-- What the exercise asks --
Below is a listing. Set down exactly the lines from the one containing "or unrecognized queries" through the one containing "the same key", both ends included, and leave out the rest.

**** The records ****

//! Error types for Student Desk

use thiserror::Error;

/// Result type alias for Student Desk operations
pub type Result<T> = std::result::Result<T, Error>;

/// Errors that can occur while building or loading the desk
///
/// Per-query outcomes never produce an error: empty or unrecognized queries
/// resolve to a decline or fallback response instead
#[derive(Debug, Error)]
pub enum Error {
    /// Configuration error (empty lexicon, empty entry set, bad threshold)
    #[error("configuration error: {0}")]
    Config(String),

    /// Two knowledge entries share the same key
    #[error("duplicate knowledge entry: {0}")]
    DuplicateEntry(String),

    /// Knowledge file content is structurally invalid
    #[error("knowledge error: {0}")]
    Knowledge(String),

    /// IO error
    #[error("io error: {0}")]
    Io(#[from] std::io::Error),

    /// Serialization error
    #[error("serialization error: {0}")]
    Serialization(#[from] serde_json::Error),

    /// TOML parsing error
    #[error("toml error: {0}")]
    Toml(#[from] toml::de::Error),
}
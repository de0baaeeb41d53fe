//! Admissions responder

use std::sync::Arc;

use super::{EntrySelector, Responder};
use crate::format::{Answer, Section};
use crate::knowledge::{AdmissionsFacts, Category, KnowledgeBase, KnowledgeEntry, Payload};
use crate::matcher::SimilarityMatcher;
use crate::query::Query;
use crate::question::QuestionType;

const FALLBACK_PROMPT: &str = "I can help with admissions, but I couldn't find a close match. \
     Try asking about requirements, deadlines, or fees for a specific program.";

/// Answers admissions queries from degree-level entries
#[derive(Debug, Clone)]
pub struct AdmissionsResponder {
    selector: EntrySelector,
}

impl AdmissionsResponder {
    /// Create a responder over shared knowledge
    #[must_use]
    pub fn new(knowledge: Arc<KnowledgeBase>, matcher: Arc<SimilarityMatcher>) -> Self {
        Self {
            selector: EntrySelector::new(Category::Admissions, knowledge, matcher),
        }
    }
}

impl Responder for AdmissionsResponder {
    fn category(&self) -> Category {
        Category::Admissions
    }

    fn respond(&self, query: &Query, question_type: QuestionType) -> Answer {
        match self.selector.select(query) {
            Some(entry) => render(entry, question_type),
            None => self.selector.fallback(query, FALLBACK_PROMPT),
        }
    }
}

/// Frame an admissions entry for the question type
///
/// WHAT foregrounds requirements, HOW the application steps and WHEN the
/// deadline
fn render(entry: &KnowledgeEntry, question_type: QuestionType) -> Answer {
    let Payload::Admissions(facts) = entry.payload() else {
        // Entry sets are validated per category at construction
        return Answer {
            keys: vec![entry.key().to_string()],
            sections: vec![Section::text(entry.title())],
        };
    };

    let summary = || Section::text(facts.summary.clone());
    let requirements = || Section::list("Requirements", facts.requirements.clone());
    let steps = || Section::list("How to apply", facts.steps.clone());
    let deadline = || optional("Deadline", facts.deadline.as_deref());
    let fees = || optional("Fees", facts.fees.as_deref());

    let sections = match question_type {
        QuestionType::What => vec![summary(), requirements(), deadline(), fees()],
        QuestionType::How => vec![summary(), steps(), requirements()],
        QuestionType::When => vec![deadline(), summary()],
        QuestionType::Why => vec![summary(), requirements()],
        QuestionType::Other => all_fields(facts),
    };

    Answer {
        keys: vec![entry.key().to_string()],
        sections,
    }
}

fn all_fields(facts: &AdmissionsFacts) -> Vec<Section> {
    vec![
        Section::text(facts.summary.clone()),
        Section::list("Requirements", facts.requirements.clone()),
        optional("Deadline", facts.deadline.as_deref()),
        optional("Fees", facts.fees.as_deref()),
        Section::list("How to apply", facts.steps.clone()),
    ]
}

/// Empty sections are dropped by the formatter
fn optional(heading: &str, value: Option<&str>) -> Section {
    Section::titled_text(heading, value.unwrap_or_default())
}

#[cfg(test)]
mod tests {
    use super::*;
    use crate::format::{ResponseFormatter, SectionBody};
    use crate::knowledge::{GuidanceFacts, Lexicon};

    fn knowledge() -> Arc<KnowledgeBase> {
        let master = KnowledgeEntry::new(
            "master",
            "Master's programs",
            "master degree requirements",
            Payload::Admissions(AdmissionsFacts {
                summary: "Graduate study.".to_string(),
                requirements: vec!["Bachelor's degree".to_string()],
                deadline: Some("February 1".to_string()),
                fees: Some("$90".to_string()),
                steps: vec!["Submit the application".to_string()],
            }),
        )
        .unwrap()
        .with_aliases(["graduate admission"]);

        let phd = KnowledgeEntry::new(
            "phd",
            "Doctoral programs",
            "phd doctoral program",
            Payload::Admissions(AdmissionsFacts {
                summary: "Research degrees.".to_string(),
                ..AdmissionsFacts::default()
            }),
        )
        .unwrap();

        let study = KnowledgeEntry::new(
            "study",
            "Study skills",
            "study skills",
            Payload::Guidance(GuidanceFacts::default()),
        )
        .unwrap();

        Arc::new(
            KnowledgeBase::new(Lexicon::new("oos", ["weather"]), vec![master, phd], vec![study])
                .unwrap(),
        )
    }

    fn responder() -> AdmissionsResponder {
        AdmissionsResponder::new(knowledge(), Arc::new(SimilarityMatcher::default()))
    }

    #[test]
    fn test_what_foregrounds_requirements() {
        let query = Query::new("What are the requirements for a Master's degree?");
        let answer = responder().respond(&query, QuestionType::What);

        assert_eq!(answer.keys, ["master"]);
        assert_eq!(answer.sections[1].heading.as_deref(), Some("Requirements"));
        let text = ResponseFormatter.render(&answer.sections);
        assert!(text.contains("Deadline: February 1"));
        assert!(text.contains("Fees: $90"));
    }

    #[test]
    fn test_how_foregrounds_steps() {
        let query = Query::new("How do I apply for graduate admission?");
        let answer = responder().respond(&query, QuestionType::How);

        assert_eq!(answer.keys, ["master"]);
        assert_eq!(answer.sections[1].heading.as_deref(), Some("How to apply"));
    }

    #[test]
    fn test_when_leads_with_deadline() {
        let query = Query::new("When is the master degree deadline?");
        let answer = responder().respond(&query, QuestionType::When);
        assert_eq!(answer.sections[0].heading.as_deref(), Some("Deadline"));
    }

    #[test]
    fn test_missing_fields_render_nothing() {
        let query = Query::new("phd doctoral program");
        let answer = responder().respond(&query, QuestionType::Other);
        assert_eq!(answer.keys, ["phd"]);
        assert_eq!(ResponseFormatter.render(&answer.sections), "Research degrees.");
    }

    #[test]
    fn test_fallback_suggests_related_topics() {
        // "doctoral" overlaps the phd entry but too weakly to match
        let query = Query::new("doctoral scholarship bursary grant loan funding");
        let answer = responder().respond(&query, QuestionType::Other);

        assert!(answer.keys.is_empty());
        assert_eq!(answer.sections[1].heading.as_deref(), Some("You might be asking about"));
        assert_eq!(
            answer.sections[1].body,
            SectionBody::List(vec!["Doctoral programs".to_string()])
        );
    }

    #[test]
    fn test_entry_named_by_key_beats_generic_alias() {
        let facts = |summary: &str| {
            Payload::Admissions(AdmissionsFacts {
                summary: summary.to_string(),
                ..AdmissionsFacts::default()
            })
        };
        let general = KnowledgeEntry::new(
            "general",
            "Applying",
            "admission application deadline fees",
            facts("Tuition varies by program."),
        )
        .unwrap()
        .with_aliases(["tuition fees"]);
        let bachelor = KnowledgeEntry::new(
            "bachelor",
            "Bachelor's programs",
            "bachelor degree admission requirements",
            facts("Tuition is $9,000 per year."),
        )
        .unwrap();
        let study = KnowledgeEntry::new(
            "study",
            "Study skills",
            "study skills",
            Payload::Guidance(GuidanceFacts::default()),
        )
        .unwrap();
        let knowledge = Arc::new(
            KnowledgeBase::new(Lexicon::new("oos", ["weather"]), vec![general, bachelor], vec![study])
                .unwrap(),
        );
        let responder = AdmissionsResponder::new(knowledge, Arc::new(SimilarityMatcher::default()));

        // {tuition, fees, bachelor, degree}: "tuition fees" scores 2/4, the
        // bachelor pattern 2/6, but only bachelor is named
        let query = Query::new("What are the tuition fees for a bachelor degree?");
        assert_eq!(responder.respond(&query, QuestionType::What).keys, ["bachelor"]);

        let query = Query::new("What are the tuition fees?");
        assert_eq!(responder.respond(&query, QuestionType::What).keys, ["general"]);
    }

    #[test]
    fn test_fallback_lists_all_topics_without_overlap() {
        let query = Query::new("scholarships");
        let answer = responder().respond(&query, QuestionType::What);

        assert!(answer.keys.is_empty());
        let text = ResponseFormatter.render(&answer.sections);
        assert!(text.contains("requirements, deadlines, or fees"));
        assert!(text.contains("- Master's programs"));
        assert!(text.contains("- Doctoral programs"));
    }
}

****

-- Completed exercise --
/// Per-query outcomes never produce an error: empty or unrecognized queries
/// resolve to a decline or fallback response instead
#[derive(Debug, Error)]
pub enum Error {
    /// Configuration error (empty lexicon, empty entry set, bad threshold)
    #[error("configuration error: {0}")]
    Config(String),

    /// Two knowledge entries share the same key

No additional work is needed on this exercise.